Stored data

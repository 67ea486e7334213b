//! Transaction registry.
//!
//! Issues transaction ids and tracks one pending completion per id. The
//! receive loop resolves completions as responses arrive; data phase
//! packets are accumulated against the same id and handed over with the
//! response.

use std::collections::HashMap;

use thiserror::Error;
use tokio::sync::oneshot;
use tracing::{debug, trace};

use crate::client::ClientError;
use crate::protocol::{INITIAL_TRANSACTION_ID, OperationResponse, TransactionId};

#[derive(Error, Debug, Clone, PartialEq, Eq)]
pub enum RegistryError {
    #[error("Transaction {0} already has a pending completion")]
    AlreadyPending(TransactionId),
    #[error("A response-any completion is already pending")]
    AnyResponseAlreadyPending,
}

/// A finished transaction: the response plus any data phase payload.
#[derive(Debug, Clone, PartialEq, Eq)]
pub struct Completion {
    pub response: OperationResponse,
    pub data: Option<Vec<u8>>,
}

pub type CompletionResult = Result<Completion, ClientError>;

/// Receiving half handed to the caller on registration.
pub type CompletionReceiver = oneshot::Receiver<CompletionResult>;

struct Pending {
    tx: oneshot::Sender<CompletionResult>,
    data: Option<Vec<u8>>,
}

/// Counter plus pending completions for one connection.
pub struct TransactionRegistry {
    counter: TransactionId,
    pending: HashMap<TransactionId, Pending>,
    any_response: Option<oneshot::Sender<CompletionResult>>,
}

impl TransactionRegistry {
    pub fn new() -> Self {
        Self::starting_at(INITIAL_TRANSACTION_ID)
    }

    pub fn starting_at(first: TransactionId) -> Self {
        Self {
            counter: first,
            pending: HashMap::new(),
            any_response: None,
        }
    }

    /// Return the current counter value, then advance it.
    pub fn next_id(&mut self) -> TransactionId {
        let id = self.counter;
        self.counter = self.counter.wrapping_add(1);
        id
    }

    /// Value the next `next_id` call will return.
    pub fn peek_id(&self) -> TransactionId {
        self.counter
    }

    /// Overwrite the counter. Monotonicity does not hold across a reset.
    pub fn reset(&mut self, to: TransactionId) {
        debug!(from = self.counter, to, "Transaction counter reset");
        self.counter = to;
    }

    /// Register the single completion for `id`.
    ///
    /// A second registration for a pending id is rejected and the first one
    /// is left untouched.
    pub fn register(&mut self, id: TransactionId) -> Result<CompletionReceiver, RegistryError> {
        if self.pending.contains_key(&id) {
            return Err(RegistryError::AlreadyPending(id));
        }
        let (tx, rx) = oneshot::channel();
        self.pending.insert(id, Pending { tx, data: None });
        trace!(transaction_id = id, pending = self.pending.len(), "Registered completion");
        Ok(rx)
    }

    /// Register a completion for the next response regardless of its id.
    pub fn register_any(&mut self) -> Result<CompletionReceiver, RegistryError> {
        if self.any_response.is_some() {
            return Err(RegistryError::AnyResponseAlreadyPending);
        }
        let (tx, rx) = oneshot::channel();
        self.any_response = Some(tx);
        Ok(rx)
    }

    /// Start of a data phase. Returns false for a stray id.
    pub fn begin_data(&mut self, id: TransactionId, total_length: u64) -> bool {
        match self.pending.get_mut(&id) {
            Some(pending) => {
                let capacity = total_length.min(16 * 1024 * 1024) as usize;
                pending.data = Some(Vec::with_capacity(capacity));
                true
            }
            None => {
                debug!(transaction_id = id, "Dropping stray StartData");
                false
            }
        }
    }

    /// Append a data chunk. Returns false for a stray id.
    pub fn append_data(&mut self, id: TransactionId, payload: &[u8]) -> bool {
        match self.pending.get_mut(&id) {
            Some(pending) => {
                pending
                    .data
                    .get_or_insert_with(Vec::new)
                    .extend_from_slice(payload);
                true
            }
            None => {
                debug!(transaction_id = id, len = payload.len(), "Dropping stray data");
                false
            }
        }
    }

    /// Complete the transaction named by the response.
    ///
    /// A pending response-any completion takes the response first. A
    /// response for an unknown id is a stray or late packet and is dropped.
    pub fn resolve(&mut self, response: OperationResponse) -> bool {
        if let Some(tx) = self.any_response.take() {
            let data = self
                .pending
                .get_mut(&response.transaction_id)
                .and_then(|p| p.data.take());
            let _ = tx.send(Ok(Completion { response, data }));
            return true;
        }

        match self.pending.remove(&response.transaction_id) {
            Some(pending) => {
                trace!(transaction_id = response.transaction_id, code = %response.code, "Resolved");
                // Receiver may have timed out and gone away.
                let _ = pending.tx.send(Ok(Completion {
                    response,
                    data: pending.data,
                }));
                true
            }
            None => {
                debug!(transaction_id = response.transaction_id, code = %response.code, "Dropping stray response");
                false
            }
        }
    }

    /// Fail the completion for `id`.
    pub fn fail(&mut self, id: TransactionId, error: ClientError) -> bool {
        match self.pending.remove(&id) {
            Some(pending) => {
                let _ = pending.tx.send(Err(error));
                true
            }
            None => false,
        }
    }

    /// Fail whichever completion a malformed response was meant for.
    ///
    /// Same precedence as `resolve`: a pending response-any completion
    /// first, then the transaction named by `id` if it could be read.
    pub fn fail_response(&mut self, id: Option<TransactionId>, error: ClientError) -> bool {
        if let Some(tx) = self.any_response.take() {
            let _ = tx.send(Err(error));
            return true;
        }
        match id {
            Some(id) => self.fail(id, error),
            None => false,
        }
    }

    /// Drop the registration for `id` without invoking it.
    pub fn cancel(&mut self, id: TransactionId) -> bool {
        self.pending.remove(&id).is_some()
    }

    pub fn cancel_any(&mut self) {
        self.any_response = None;
    }

    /// Fail every pending completion, used when the connection goes away.
    pub fn fail_all(&mut self, error: &ClientError) {
        if let Some(tx) = self.any_response.take() {
            let _ = tx.send(Err(error.clone()));
        }
        for (_, pending) in self.pending.drain() {
            let _ = pending.tx.send(Err(error.clone()));
        }
    }

    pub fn is_pending(&self, id: TransactionId) -> bool {
        self.pending.contains_key(&id)
    }

    pub fn pending_count(&self) -> usize {
        self.pending.len()
    }
}

impl Default for TransactionRegistry {
    fn default() -> Self {
        Self::new()
    }
}

#[cfg(test)]
mod tests {
    use super::*;
    use crate::protocol::ResponseCode;
    use crate::transport::DisconnectReason;

    fn ok(id: TransactionId) -> OperationResponse {
        OperationResponse::new(ResponseCode::OK, id)
    }

    #[test]
    fn test_next_id_strictly_increasing() {
        let mut registry = TransactionRegistry::new();
        let ids: Vec<_> = (0..5).map(|_| registry.next_id()).collect();
        assert_eq!(ids, vec![1, 2, 3, 4, 5]);
    }

    #[test]
    fn test_reset_sets_next_value() {
        let mut registry = TransactionRegistry::new();
        for _ in 0..4 {
            registry.next_id();
        }
        registry.reset(1);
        assert_eq!(registry.next_id(), 1);
        assert_eq!(registry.next_id(), 2);
    }

    #[test]
    fn test_double_registration_keeps_first() {
        let mut registry = TransactionRegistry::new();
        let mut first = registry.register(7).unwrap();
        assert_eq!(registry.register(7).unwrap_err(), RegistryError::AlreadyPending(7));

        assert!(registry.resolve(ok(7)));
        let completion = first.try_recv().unwrap().unwrap();
        assert_eq!(completion.response.transaction_id, 7);
    }

    #[test]
    fn test_resolve_unregistered_is_noop() {
        let mut registry = TransactionRegistry::new();
        let mut rx = registry.register(2).unwrap();
        assert!(!registry.resolve(ok(9)));
        assert_eq!(registry.pending_count(), 1);
        assert!(rx.try_recv().is_err());
    }

    #[test]
    fn test_data_is_delivered_with_response() {
        let mut registry = TransactionRegistry::new();
        let mut rx = registry.register(3).unwrap();
        assert!(registry.begin_data(3, 4));
        assert!(registry.append_data(3, &[1, 2]));
        assert!(registry.append_data(3, &[3, 4]));
        assert!(!registry.append_data(4, &[9]));
        registry.resolve(ok(3));
        let completion = rx.try_recv().unwrap().unwrap();
        assert_eq!(completion.data, Some(vec![1, 2, 3, 4]));
    }

    #[test]
    fn test_correlation_ignores_arrival_order() {
        let mut registry = TransactionRegistry::new();
        let mut first = registry.register(10).unwrap();
        let mut second = registry.register(11).unwrap();

        registry.begin_data(10, 2);
        registry.begin_data(11, 2);
        registry.append_data(11, &[0xB1]);
        registry.append_data(10, &[0xA1]);
        registry.append_data(11, &[0xB2]);
        registry.append_data(10, &[0xA2]);

        assert!(registry.resolve(ok(11)));
        assert!(first.try_recv().is_err());
        assert!(registry.resolve(ok(10)));

        let second = second.try_recv().unwrap().unwrap();
        assert_eq!(second.response.transaction_id, 11);
        assert_eq!(second.data, Some(vec![0xB1, 0xB2]));
        let first = first.try_recv().unwrap().unwrap();
        assert_eq!(first.response.transaction_id, 10);
        assert_eq!(first.data, Some(vec![0xA1, 0xA2]));
    }

    #[test]
    fn test_fail_response_prefers_any_slot() {
        let mut registry = TransactionRegistry::new();
        let mut any = registry.register_any().unwrap();
        let mut named = registry.register(4).unwrap();
        let error = ClientError::Decode(crate::protocol::DecodeError::MalformedPayload("bad".into()));

        assert!(registry.fail_response(Some(4), error.clone()));
        assert!(matches!(any.try_recv().unwrap(), Err(ClientError::Decode(_))));
        assert!(named.try_recv().is_err());

        assert!(registry.fail_response(Some(4), error.clone()));
        assert!(matches!(named.try_recv().unwrap(), Err(ClientError::Decode(_))));
        assert!(!registry.fail_response(None, error));
    }

    #[test]
    fn test_any_response_takes_first_response() {
        let mut registry = TransactionRegistry::new();
        let mut rx = registry.register_any().unwrap();
        assert!(registry.resolve(ok(0x55)));
        assert_eq!(rx.try_recv().unwrap().unwrap().response.transaction_id, 0x55);
        // Slot is consumed; the next response is stray.
        assert!(!registry.resolve(ok(0x56)));
    }

    #[test]
    fn test_cancel_removes_registration() {
        let mut registry = TransactionRegistry::new();
        let _rx = registry.register(5).unwrap();
        assert!(registry.cancel(5));
        assert!(!registry.is_pending(5));
        assert!(!registry.resolve(ok(5)));
    }

    #[test]
    fn test_fail_all_resolves_everything_once() {
        let mut registry = TransactionRegistry::new();
        let mut a = registry.register(1).unwrap();
        let mut b = registry.register(2).unwrap();
        registry.fail_all(&ClientError::Disconnected(DisconnectReason::Closed));
        assert!(matches!(a.try_recv().unwrap(), Err(ClientError::Disconnected(_))));
        assert!(matches!(b.try_recv().unwrap(), Err(ClientError::Disconnected(_))));
        assert_eq!(registry.pending_count(), 0);
    }
}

=== Problem requirements ===
Copy out every line above where "ResponseCode" is present.

=== Task response ===
    use crate::protocol::ResponseCode;
        OperationResponse::new(ResponseCode::OK, id)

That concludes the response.